Stored data entries
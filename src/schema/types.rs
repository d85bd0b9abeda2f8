//! Schema types

use serde::{Deserialize, Serialize};
use std::collections::BTreeMap;

/// JSON Schema type
#[derive(Debug, Clone, Copy, PartialEq, Eq, Serialize, Deserialize)]
#[serde(rename_all = "lowercase")]
pub enum JsonType {
    String,
    Number,
    Integer,
    Boolean,
    Object,
    Array,
    Null,
}

impl std::fmt::Display for JsonType {
    fn fmt(&self, f: &mut std::fmt::Formatter<'_>) -> std::fmt::Result {
        match self {
            JsonType::String => write!(f, "string"),
            JsonType::Number => write!(f, "number"),
            JsonType::Integer => write!(f, "integer"),
            JsonType::Boolean => write!(f, "boolean"),
            JsonType::Object => write!(f, "object"),
            JsonType::Array => write!(f, "array"),
            JsonType::Null => write!(f, "null"),
        }
    }
}

/// JSON type can be a single type or array of types (for nullable)
#[derive(Debug, Clone, PartialEq, Serialize, Deserialize)]
#[serde(untagged)]
pub enum JsonTypeOrArray {
    Single(JsonType),
    Multiple(Vec<JsonType>),
}

impl JsonTypeOrArray {
    /// Create a nullable type
    pub fn nullable(t: JsonType) -> Self {
        if t == JsonType::Null {
            JsonTypeOrArray::Single(JsonType::Null)
        } else {
            JsonTypeOrArray::Multiple(vec![t, JsonType::Null])
        }
    }

    /// Check if this type is nullable
    pub fn is_nullable(&self) -> bool {
        match self {
            JsonTypeOrArray::Single(t) => *t == JsonType::Null,
            JsonTypeOrArray::Multiple(types) => types.contains(&JsonType::Null),
        }
    }

    /// Get the primary (non-null) type
    pub fn primary_type(&self) -> Option<JsonType> {
        match self {
            JsonTypeOrArray::Single(t) => Some(*t),
            JsonTypeOrArray::Multiple(types) => types.iter().copied().find(|t| *t != JsonType::Null),
        }
    }
}

/// JSON Schema property definition
#[derive(Debug, Clone, PartialEq, Serialize, Deserialize)]
pub struct SchemaProperty {
    /// Property type(s)
    #[serde(rename = "type")]
    pub json_type: JsonTypeOrArray,

    /// Description (optional)
    #[serde(skip_serializing_if = "Option::is_none")]
    pub description: Option<String>,

    /// Format hint (e.g., "date", "date-time")
    #[serde(skip_serializing_if = "Option::is_none")]
    pub format: Option<String>,

    /// Nested properties (for objects)
    #[serde(skip_serializing_if = "Option::is_none")]
    pub properties: Option<BTreeMap<String, SchemaProperty>>,

    /// Array items schema
    #[serde(skip_serializing_if = "Option::is_none")]
    pub items: Option<Box<SchemaProperty>>,
}

impl SchemaProperty {
    /// Create a nullable property of the given type
    pub fn nullable(json_type: JsonType) -> Self {
        Self {
            json_type: JsonTypeOrArray::nullable(json_type),
            description: None,
            format: None,
            properties: None,
            items: None,
        }
    }

    /// Nullable string
    pub fn string() -> Self {
        Self::nullable(JsonType::String)
    }

    /// Nullable number
    pub fn number() -> Self {
        Self::nullable(JsonType::Number)
    }

    /// Nullable integer
    pub fn integer() -> Self {
        Self::nullable(JsonType::Integer)
    }

    /// Nullable boolean
    pub fn boolean() -> Self {
        Self::nullable(JsonType::Boolean)
    }

    /// Nullable `YYYY-MM-DD` string
    pub fn date() -> Self {
        Self::string().with_format("date")
    }

    /// Nullable RFC 3339 string
    pub fn date_time() -> Self {
        Self::string().with_format("date-time")
    }

    /// Nullable object with nested properties (`None` means free-form)
    pub fn object(properties: Option<BTreeMap<String, SchemaProperty>>) -> Self {
        Self {
            properties,
            ..Self::nullable(JsonType::Object)
        }
    }

    /// Nullable array with item schema
    pub fn array(items: SchemaProperty) -> Self {
        Self {
            items: Some(Box::new(items)),
            ..Self::nullable(JsonType::Array)
        }
    }

    /// Set format hint
    #[must_use]
    pub fn with_format(mut self, format: &str) -> Self {
        self.format = Some(format.to_string());
        self
    }

    /// Set description
    #[must_use]
    pub fn with_description(mut self, description: &str) -> Self {
        self.description = Some(description.to_string());
        self
    }

    /// Check if nullable
    pub fn is_nullable(&self) -> bool {
        self.json_type.is_nullable()
    }
}

/// Full JSON Schema document
#[derive(Debug, Clone, PartialEq, Serialize, Deserialize)]
pub struct JsonSchema {
    /// Schema version
    #[serde(rename = "$schema", skip_serializing_if = "Option::is_none")]
    pub schema: Option<String>,

    /// Schema type (always "object" for top-level)
    #[serde(rename = "type")]
    pub json_type: JsonType,

    /// Object properties
    #[serde(default)]
    pub properties: BTreeMap<String, SchemaProperty>,

    /// Required properties
    #[serde(default, skip_serializing_if = "Vec::is_empty")]
    pub required: Vec<String>,
}

impl Default for JsonSchema {
    fn default() -> Self {
        Self::new()
    }
}

impl JsonSchema {
    /// Create a new empty schema
    pub fn new() -> Self {
        Self {
            schema: Some("http://json-schema.org/draft-07/schema#".to_string()),
            json_type: JsonType::Object,
            properties: BTreeMap::new(),
            required: Vec::new(),
        }
    }

    /// Build a schema from `(name, property)` pairs
    pub fn from_properties<I, S>(properties: I) -> Self
    where
        I: IntoIterator<Item = (S, SchemaProperty)>,
        S: Into<String>,
    {
        let mut schema = Self::new();
        for (name, property) in properties {
            schema.properties.insert(name.into(), property);
        }
        schema
    }

    /// Add a property
    pub fn add_property(&mut self, name: &str, property: SchemaProperty) {
        self.properties.insert(name.to_string(), property);
    }

    /// Add a required property
    pub fn add_required(&mut self, name: &str) {
        if !self.required.iter().any(|n| n == name) {
            self.required.push(name.to_string());
        }
    }

    /// Mark several properties as required
    #[must_use]
    pub fn with_required(mut self, names: &[&str]) -> Self {
        for name in names {
            self.add_required(name);
        }
        self
    }

    /// Get a property
    pub fn get_property(&self, name: &str) -> Option<&SchemaProperty> {
        self.properties.get(name)
    }

    /// Convert to JSON value
    pub fn to_json(&self) -> serde_json::Value {
        serde_json::to_value(self).unwrap_or_default()
    }
}
//! Partition routing module
//!
//! Supports: parent-id batches and report date windows
//!
//! # Overview
//!
//! Partitions split one logical fetch into several sequential sub-queries:
//! - child collections scoped to at most `cap` parent ids per request
//! - report date ranges sliced into windows the reporting API accepts

mod routers;

pub use routers::{BatchRouter, DateWindow, DateWindowRouter};
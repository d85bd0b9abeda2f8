//! State management module
//!
//! Handles bookmark tracking and checkpointing between runs.
//!
//! # Overview
//!
//! The state module provides:
//! - `State` - bookmarks keyed by stream, then by profile
//! - `Bookmark` - replication cursor and last full-table sync time
//! - `StateManager` - shared, file-backed persistence with atomic writes

mod manager;
mod types;

pub use manager::StateManager;
pub use types::{compare_cursors, Bookmark, State};
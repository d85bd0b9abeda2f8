//! Pagination types and traits
//!
//! Defines the core pagination abstractions used by all strategies.

use crate::types::JsonObject;
use serde_json::Value;

/// Result of the next page computation
#[derive(Debug, Clone, PartialEq, Eq)]
pub enum NextPage {
    /// More pages available, continue with this token
    Continue {
        /// Continuation token from the last response
        token: String,
    },
    /// No more pages
    Done,
}

impl NextPage {
    /// Create a continuation with a token
    pub fn with_token(token: impl Into<String>) -> Self {
        Self::Continue {
            token: token.into(),
        }
    }

    /// Check if this is a done result
    pub fn is_done(&self) -> bool {
        matches!(self, Self::Done)
    }
}

/// Configuration for pagination behavior
#[derive(Debug, Clone, Default)]
pub enum PaginationConfig {
    /// Single response
    #[default]
    None,

    /// Continuation-token pagination, token carried in the JSON body
    NextToken {
        /// Request field carrying the token
        token_param: String,
        /// Path of the token in the response
        token_path: String,
    },
}

impl PaginationConfig {
    /// Amazon Ads v3 list endpoints: `nextToken` in and out of the JSON body
    pub fn next_token() -> Self {
        Self::NextToken {
            token_param: "nextToken".to_string(),
            token_path: "$.nextToken".to_string(),
        }
    }

    /// Build the paginator described by this config
    pub fn paginator(&self) -> Box<dyn Paginator> {
        match self {
            Self::None => Box::new(super::NoPaginator),
            Self::NextToken {
                token_param,
                token_path,
            } => Box::new(super::NextTokenPaginator::new(token_param, token_path)),
        }
    }
}

/// Tracks pagination state during iteration
#[derive(Debug, Clone, Default)]
pub struct PaginationState {
    /// Pages fetched so far
    pub page: u32,
    /// Current continuation token
    pub cursor: Option<String>,
    /// Total records fetched so far
    pub total_fetched: u64,
    /// Is pagination complete?
    pub done: bool,
}

impl PaginationState {
    /// Create a new pagination state
    pub fn new() -> Self {
        Self::default()
    }

    /// Mark pagination as complete and drop the token
    pub fn mark_done(&mut self) {
        self.done = true;
        self.cursor = None;
    }

    /// Set cursor
    pub fn set_cursor(&mut self, cursor: String) {
        self.cursor = Some(cursor);
    }

    /// Record a fetched page
    pub fn add_page(&mut self, records: u64) {
        self.page += 1;
        self.total_fetched += records;
    }
}

/// Core trait for pagination strategies
pub trait Paginator: Send + Sync {
    /// Add the continuation token (if any) to the next request body
    fn apply(&self, state: &PaginationState, body: &mut JsonObject);

    /// Process a response and determine if there's a next page
    fn process_response(
        &self,
        body: &Value,
        records_count: usize,
        state: &mut PaginationState,
    ) -> NextPage;
}
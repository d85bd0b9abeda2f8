//! Auth types
//!
//! Credentials and the cached access token.

use chrono::{DateTime, Utc};
use std::fmt;

/// Login with Amazon refresh-token credentials
#[derive(Clone)]
pub struct OAuthCredentials {
    /// Token endpoint URL
    pub token_url: String,
    /// Client ID
    pub client_id: String,
    /// Client secret
    pub client_secret: String,
    /// Refresh token
    pub refresh_token: String,
    /// Permission scope granted to the refresh token
    pub scope: String,
}

impl fmt::Debug for OAuthCredentials {
    fn fmt(&self, f: &mut fmt::Formatter<'_>) -> fmt::Result {
        f.debug_struct("OAuthCredentials")
            .field("token_url", &self.token_url)
            .field("client_id", &self.client_id)
            .field("client_secret", &"***")
            .field("refresh_token", &"***")
            .field("scope", &self.scope)
            .finish()
    }
}

/// Cached token with expiration
#[derive(Debug, Clone)]
pub struct CachedToken {
    /// The access token
    pub token: String,
    /// When the token expires
    pub expires_at: Option<DateTime<Utc>>,
}

impl CachedToken {
    /// Create a new cached token
    pub fn new(token: String, expires_at: Option<DateTime<Utc>>) -> Self {
        Self { token, expires_at }
    }

    /// Create a token that expires in N seconds from now
    pub fn expires_in(token: String, seconds: i64) -> Self {
        let expires_at = Utc::now() + chrono::Duration::seconds(seconds);
        Self {
            token,
            expires_at: Some(expires_at),
        }
    }

    /// Check if the token is expired (with 30 second buffer)
    pub fn is_expired(&self) -> bool {
        match self.expires_at {
            Some(expires_at) => {
                let buffer = chrono::Duration::seconds(30);
                Utc::now() + buffer >= expires_at
            }
            None => false,
        }
    }
}

#[cfg(test)]
mod type_tests {
    use super::*;

    #[test]
    fn test_cached_token_not_expired() {
        let token = CachedToken::expires_in("test".to_string(), 3600);
        assert!(!token.is_expired());
    }

    #[test]
    fn test_cached_token_within_buffer_is_expired() {
        let token = CachedToken::expires_in("test".to_string(), 10);
        assert!(token.is_expired());
    }

    #[test]
    fn test_cached_token_no_expiration() {
        let token = CachedToken::new("test".to_string(), None);
        assert!(!token.is_expired());
    }

    #[test]
    fn test_credentials_debug_hides_secrets() {
        let creds = OAuthCredentials {
            token_url: "https://api.amazon.com/auth/o2/token".to_string(),
            client_id: "cid".to_string(),
            client_secret: "top-secret".to_string(),
            refresh_token: "Atzr|abc".to_string(),
            scope: "advertising::campaign_management".to_string(),
        };
        let debug = format!("{creds:?}");
        assert!(!debug.contains("top-secret"));
        assert!(!debug.contains("Atzr|abc"));
        assert!(debug.contains("cid"));
    }
}
//! Authenticator implementation
//!
//! Owns the shared token cache. Any number of workers may read the cached
//! token concurrently; a refresh happens under the write lock and the first
//! worker to take it performs the network call while the others re-check.

use super::types::{CachedToken, OAuthCredentials};
use crate::error::{Error, Result};
use reqwest::Client;
use serde::Deserialize;
use std::sync::atomic::{AtomicU32, Ordering};
use std::sync::Arc;
use std::time::Duration;
use tokio::sync::RwLock;
use tracing::{debug, error, info};

/// Timeout for a single token request
const TOKEN_REQUEST_TIMEOUT: Duration = Duration::from_secs(60);

/// Authenticator for the Login with Amazon refresh-token flow
pub struct Authenticator {
    /// Credentials used for every refresh
    credentials: OAuthCredentials,
    /// Current access token
    cached_token: Arc<RwLock<Option<CachedToken>>>,
    /// HTTP client for token requests
    http_client: Client,
    /// Number of token requests performed
    refreshes: AtomicU32,
}

impl Authenticator {
    /// Create a new authenticator
    pub fn new(credentials: OAuthCredentials) -> Self {
        Self::with_client(credentials, Client::new())
    }

    /// Create an authenticator with a custom HTTP client
    pub fn with_client(credentials: OAuthCredentials, http_client: Client) -> Self {
        Self {
            credentials,
            cached_token: Arc::new(RwLock::new(None)),
            http_client,
            refreshes: AtomicU32::new(0),
        }
    }

    /// Get a valid access token, refreshing if necessary
    pub async fn access_token(&self) -> Result<String> {
        {
            let cached = self.cached_token.read().await;
            if let Some(token) = cached.as_ref() {
                if !token.is_expired() {
                    return Ok(token.token.clone());
                }
            }
        }

        let mut cached = self.cached_token.write().await;

        // Another task may have refreshed while we waited for the lock
        if let Some(token) = cached.as_ref() {
            if !token.is_expired() {
                return Ok(token.token.clone());
            }
        }

        let new_token = self.fetch_new_token().await?;
        let token_str = new_token.token.clone();
        *cached = Some(new_token);

        Ok(token_str)
    }

    /// Replace a token the API rejected with 401.
    ///
    /// If the cache already holds a different token, another worker has
    /// refreshed since `stale` was handed out and that token is returned
    /// without a new token request.
    pub async fn refresh_rejected(&self, stale: &str) -> Result<String> {
        let mut cached = self.cached_token.write().await;

        if let Some(token) = cached.as_ref() {
            if token.token != stale && !token.is_expired() {
                debug!("Token already refreshed by another worker");
                return Ok(token.token.clone());
            }
        }

        *cached = None;
        let new_token = self.fetch_new_token().await?;
        let token_str = new_token.token.clone();
        *cached = Some(new_token);

        Ok(token_str)
    }

    /// Number of token requests performed so far
    pub fn refresh_count(&self) -> u32 {
        self.refreshes.load(Ordering::SeqCst)
    }

    /// Clear the cached token
    pub async fn clear_cache(&self) {
        let mut cached = self.cached_token.write().await;
        *cached = None;
    }

    /// Get the credentials
    pub fn credentials(&self) -> &OAuthCredentials {
        &self.credentials
    }

    /// Exchange the refresh token for a new access token
    async fn fetch_new_token(&self) -> Result<CachedToken> {
        self.refreshes.fetch_add(1, Ordering::SeqCst);

        let form = [
            ("grant_type", "refresh_token"),
            ("refresh_token", self.credentials.refresh_token.as_str()),
            ("client_id", self.credentials.client_id.as_str()),
            ("client_secret", self.credentials.client_secret.as_str()),
        ];

        let response = self
            .http_client
            .post(&self.credentials.token_url)
            .form(&form)
            .timeout(TOKEN_REQUEST_TIMEOUT)
            .send()
            .await
            .map_err(|e| Error::auth(format!("Token request failed: {e}")))?;

        if !response.status().is_success() {
            let status = response.status().as_u16();
            let body = response.text().await.unwrap_or_default();
            error!(status, "OAuth token refresh rejected");
            return Err(Error::auth(format!(
                "Refresh token request failed with status {status}: {body}"
            )));
        }

        let token_response: TokenResponse = response
            .json()
            .await
            .map_err(|e| Error::auth(format!("Malformed token response: {e}")))?;

        if token_response.access_token.is_empty() {
            return Err(Error::auth("Token response carried an empty access_token"));
        }

        if token_response.expires_in.is_none() {
            info!("No expires_in in token response, token treated as non-expiring");
        } else {
            info!("OAuth authorization was successful");
        }

        Ok(token_response.into_cached_token())
    }
}

impl std::fmt::Debug for Authenticator {
    fn fmt(&self, f: &mut std::fmt::Formatter<'_>) -> std::fmt::Result {
        f.debug_struct("Authenticator")
            .field("credentials", &self.credentials)
            .field("refreshes", &self.refresh_count())
            .finish_non_exhaustive()
    }
}

/// OAuth2 token response
#[derive(Debug, Deserialize)]
struct TokenResponse {
    access_token: String,
    #[serde(default)]
    expires_in: Option<i64>,
}

impl TokenResponse {
    fn into_cached_token(self) -> CachedToken {
        match self.expires_in {
            Some(secs) => CachedToken::expires_in(self.access_token, secs),
            None => CachedToken::new(self.access_token, None),
        }
    }
}
//! Record conformance
//!
//! Projects a raw API record onto the declared schema: undeclared fields are
//! dropped, declared fields are coerced to their declared type. A value that
//! cannot be coerced becomes `null` rather than failing the record.

use super::types::{JsonSchema, JsonType, SchemaProperty};
use serde_json::{Map, Number, Value};
use std::collections::BTreeMap;

/// Conform a top-level record to a stream schema
pub fn conform(record: &Value, schema: &JsonSchema) -> Value {
    match record {
        Value::Object(obj) => Value::Object(project(obj, &schema.properties)),
        _ => Value::Null,
    }
}

/// Conform one value to a property definition
pub fn conform_value(value: &Value, property: &SchemaProperty) -> Value {
    if value.is_null() {
        return Value::Null;
    }

    match property.json_type.primary_type() {
        Some(JsonType::Integer) => to_integer(value),
        Some(JsonType::Number) => to_number(value),
        Some(JsonType::String) => to_string(value),
        Some(JsonType::Boolean) => to_boolean(value),
        Some(JsonType::Object) => match (value, &property.properties) {
            (Value::Object(obj), Some(props)) => Value::Object(project(obj, props)),
            (Value::Object(_), None) => value.clone(),
            _ => Value::Null,
        },
        Some(JsonType::Array) => match (value, &property.items) {
            (Value::Array(items), Some(item_schema)) => Value::Array(
                items
                    .iter()
                    .map(|item| conform_value(item, item_schema))
                    .collect(),
            ),
            (Value::Array(_), None) => value.clone(),
            _ => Value::Null,
        },
        Some(JsonType::Null) | None => Value::Null,
    }
}

fn project(obj: &Map<String, Value>, properties: &BTreeMap<String, SchemaProperty>) -> Map<String, Value> {
    let mut out = Map::new();
    for (name, property) in properties {
        if let Some(value) = obj.get(name) {
            out.insert(name.clone(), conform_value(value, property));
        }
    }
    out
}

#[allow(clippy::cast_possible_truncation)]
fn to_integer(value: &Value) -> Value {
    let parsed = match value {
        Value::Number(n) => n.as_i64().or_else(|| n.as_f64().map(|f| f.trunc() as i64)),
        Value::String(s) => {
            let s = s.trim();
            s.parse::<i64>()
                .ok()
                .or_else(|| s.parse::<f64>().ok().filter(|f| f.is_finite()).map(|f| f.trunc() as i64))
        }
        _ => None,
    };
    parsed.map_or(Value::Null, |n| Value::Number(n.into()))
}

fn to_number(value: &Value) -> Value {
    match value {
        Value::Number(_) => value.clone(),
        Value::String(s) => s
            .trim()
            .parse::<f64>()
            .ok()
            .and_then(Number::from_f64)
            .map_or(Value::Null, Value::Number),
        _ => Value::Null,
    }
}

fn to_string(value: &Value) -> Value {
    match value {
        Value::String(_) => value.clone(),
        Value::Number(n) => Value::String(n.to_string()),
        Value::Bool(b) => Value::String(b.to_string()),
        _ => Value::Null,
    }
}

fn to_boolean(value: &Value) -> Value {
    match value {
        Value::Bool(_) => value.clone(),
        Value::String(s) => match s.trim().to_ascii_lowercase().as_str() {
            "true" => Value::Bool(true),
            "false" => Value::Bool(false),
            _ => Value::Null,
        },
        _ => Value::Null,
    }
}
//! Pagination strategy implementations
//!
//! Each strategy handles a specific pagination pattern.

use super::types::{NextPage, PaginationState, Paginator};
use crate::decode::value_at;
use crate::types::JsonObject;
use serde_json::Value;

// ============================================================================
// Next Token Pagination
// ============================================================================

/// Continuation-token pagination
///
/// The response carries an opaque token (`nextToken`) that is echoed back on
/// the following request. A missing, null or empty token ends the sequence,
/// and so does an empty page whatever token it carries.
#[derive(Debug, Clone)]
pub struct NextTokenPaginator {
    /// Request field carrying the token
    pub token_param: String,
    /// Path of the token in the response
    pub token_path: String,
}

impl NextTokenPaginator {
    /// Create a new token paginator (token in the JSON body)
    pub fn new(token_param: impl Into<String>, token_path: impl Into<String>) -> Self {
        Self {
            token_param: token_param.into(),
            token_path: token_path.into(),
        }
    }
}

impl Paginator for NextTokenPaginator {
    fn apply(&self, state: &PaginationState, body: &mut JsonObject) {
        if let Some(token) = &state.cursor {
            body.insert(self.token_param.clone(), Value::String(token.clone()));
        }
    }

    fn process_response(
        &self,
        body: &Value,
        records_count: usize,
        state: &mut PaginationState,
    ) -> NextPage {
        state.add_page(records_count as u64);

        if records_count == 0 {
            state.mark_done();
            return NextPage::Done;
        }

        match value_at(body, &self.token_path).and_then(Value::as_str) {
            Some(token) if !token.is_empty() => {
                state.set_cursor(token.to_string());
                NextPage::with_token(token)
            }
            _ => {
                state.mark_done();
                NextPage::Done
            }
        }
    }
}

// ============================================================================
// No Pagination
// ============================================================================

/// Single-response endpoints
#[derive(Debug, Clone, Copy, Default)]
pub struct NoPaginator;

impl Paginator for NoPaginator {
    fn apply(&self, _state: &PaginationState, _body: &mut JsonObject) {}

    fn process_response(
        &self,
        _body: &Value,
        records_count: usize,
        state: &mut PaginationState,
    ) -> NextPage {
        state.add_page(records_count as u64);
        state.mark_done();
        NextPage::Done
    }
}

### EXERCISE BRIEF:
Report each line in the data above that holds the word "stale" by copying it.

### ANSWER AREA:
    /// refreshed since `stale` was handed out and that token is returned
    pub async fn refresh_rejected(&self, stale: &str) -> Result<String> {
            if token.token != stale && !token.is_expired() {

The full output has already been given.